▶ _ABOUT THIS TASK_
Take the entries below and print, exactly, the stretch from the line containing "mod domain;" through the line containing "pub(crate) mod test_domain;", both included.
[ENTRIES PROVIDED — start]
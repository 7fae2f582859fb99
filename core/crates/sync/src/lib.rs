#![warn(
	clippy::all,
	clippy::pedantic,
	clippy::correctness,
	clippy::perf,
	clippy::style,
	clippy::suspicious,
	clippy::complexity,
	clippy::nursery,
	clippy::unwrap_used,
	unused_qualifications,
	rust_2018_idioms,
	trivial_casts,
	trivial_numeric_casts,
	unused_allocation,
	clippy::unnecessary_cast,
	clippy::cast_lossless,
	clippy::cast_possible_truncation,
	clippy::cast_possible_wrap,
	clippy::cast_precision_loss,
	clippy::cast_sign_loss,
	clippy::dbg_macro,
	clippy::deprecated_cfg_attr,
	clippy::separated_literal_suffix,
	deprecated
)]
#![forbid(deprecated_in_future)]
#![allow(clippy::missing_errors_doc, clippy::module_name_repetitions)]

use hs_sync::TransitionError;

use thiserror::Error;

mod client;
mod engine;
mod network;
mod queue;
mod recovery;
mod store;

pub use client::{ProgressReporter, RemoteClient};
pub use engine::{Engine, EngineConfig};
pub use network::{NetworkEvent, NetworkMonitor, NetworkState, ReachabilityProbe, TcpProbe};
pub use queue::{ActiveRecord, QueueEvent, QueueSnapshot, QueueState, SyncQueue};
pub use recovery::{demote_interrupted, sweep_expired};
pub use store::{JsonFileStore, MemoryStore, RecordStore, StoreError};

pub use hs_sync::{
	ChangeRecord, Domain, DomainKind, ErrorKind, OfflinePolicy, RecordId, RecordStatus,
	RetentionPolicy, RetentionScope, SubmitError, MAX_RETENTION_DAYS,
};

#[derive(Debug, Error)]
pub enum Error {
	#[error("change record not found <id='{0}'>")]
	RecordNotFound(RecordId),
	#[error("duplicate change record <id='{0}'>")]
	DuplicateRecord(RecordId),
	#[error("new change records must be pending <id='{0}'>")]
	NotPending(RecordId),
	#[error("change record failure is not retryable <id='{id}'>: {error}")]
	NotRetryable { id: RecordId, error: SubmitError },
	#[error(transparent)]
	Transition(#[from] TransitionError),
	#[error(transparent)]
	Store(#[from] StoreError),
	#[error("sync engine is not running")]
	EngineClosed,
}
[ENTRIES PROVIDED — finish]
[ENTRIES PROVIDED — start]
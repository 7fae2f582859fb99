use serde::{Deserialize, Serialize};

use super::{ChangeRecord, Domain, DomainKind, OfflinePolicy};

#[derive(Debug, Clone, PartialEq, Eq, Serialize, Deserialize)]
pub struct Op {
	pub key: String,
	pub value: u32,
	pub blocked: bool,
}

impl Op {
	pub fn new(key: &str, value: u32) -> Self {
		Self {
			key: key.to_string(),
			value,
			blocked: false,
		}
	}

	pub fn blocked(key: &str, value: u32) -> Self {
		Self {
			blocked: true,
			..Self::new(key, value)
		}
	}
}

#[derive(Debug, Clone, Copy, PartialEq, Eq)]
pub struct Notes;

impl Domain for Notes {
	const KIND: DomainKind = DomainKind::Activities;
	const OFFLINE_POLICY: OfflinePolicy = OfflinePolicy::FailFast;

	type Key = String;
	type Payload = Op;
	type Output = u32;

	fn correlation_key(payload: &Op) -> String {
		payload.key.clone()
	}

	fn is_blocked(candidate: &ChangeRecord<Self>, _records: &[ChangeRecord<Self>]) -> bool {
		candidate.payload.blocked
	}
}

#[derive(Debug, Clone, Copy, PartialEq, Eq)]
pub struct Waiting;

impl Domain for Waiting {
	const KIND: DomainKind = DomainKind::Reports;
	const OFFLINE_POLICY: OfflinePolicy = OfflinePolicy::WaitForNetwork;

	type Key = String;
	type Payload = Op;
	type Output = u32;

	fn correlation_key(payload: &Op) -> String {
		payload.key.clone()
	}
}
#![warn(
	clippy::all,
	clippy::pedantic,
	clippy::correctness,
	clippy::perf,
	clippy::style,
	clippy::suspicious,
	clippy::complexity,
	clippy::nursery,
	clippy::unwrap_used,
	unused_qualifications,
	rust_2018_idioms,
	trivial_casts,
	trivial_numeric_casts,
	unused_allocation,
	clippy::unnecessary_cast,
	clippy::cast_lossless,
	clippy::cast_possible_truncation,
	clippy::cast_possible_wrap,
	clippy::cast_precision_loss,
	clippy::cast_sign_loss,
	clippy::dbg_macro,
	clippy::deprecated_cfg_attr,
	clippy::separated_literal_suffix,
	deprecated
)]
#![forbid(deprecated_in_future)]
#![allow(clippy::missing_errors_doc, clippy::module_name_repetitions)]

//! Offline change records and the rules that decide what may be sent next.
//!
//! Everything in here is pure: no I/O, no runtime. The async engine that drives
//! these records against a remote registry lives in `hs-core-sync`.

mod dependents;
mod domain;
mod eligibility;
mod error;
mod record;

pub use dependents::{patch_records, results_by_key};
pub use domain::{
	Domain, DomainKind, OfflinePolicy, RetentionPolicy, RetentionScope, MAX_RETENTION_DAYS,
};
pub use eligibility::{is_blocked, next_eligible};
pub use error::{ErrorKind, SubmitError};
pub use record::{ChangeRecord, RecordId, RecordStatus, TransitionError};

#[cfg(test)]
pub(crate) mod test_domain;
[ENTRIES PROVIDED — finish]
▶ _RESPONSE BELOW_
mod domain;
mod eligibility;
mod error;
mod record;

pub use dependents::{patch_records, results_by_key};
pub use domain::{
	Domain, DomainKind, OfflinePolicy, RetentionPolicy, RetentionScope, MAX_RETENTION_DAYS,
};
pub use eligibility::{is_blocked, next_eligible};
pub use error::{ErrorKind, SubmitError};
pub use record::{ChangeRecord, RecordId, RecordStatus, TransitionError};

#[cfg(test)]
pub(crate) mod test_domain;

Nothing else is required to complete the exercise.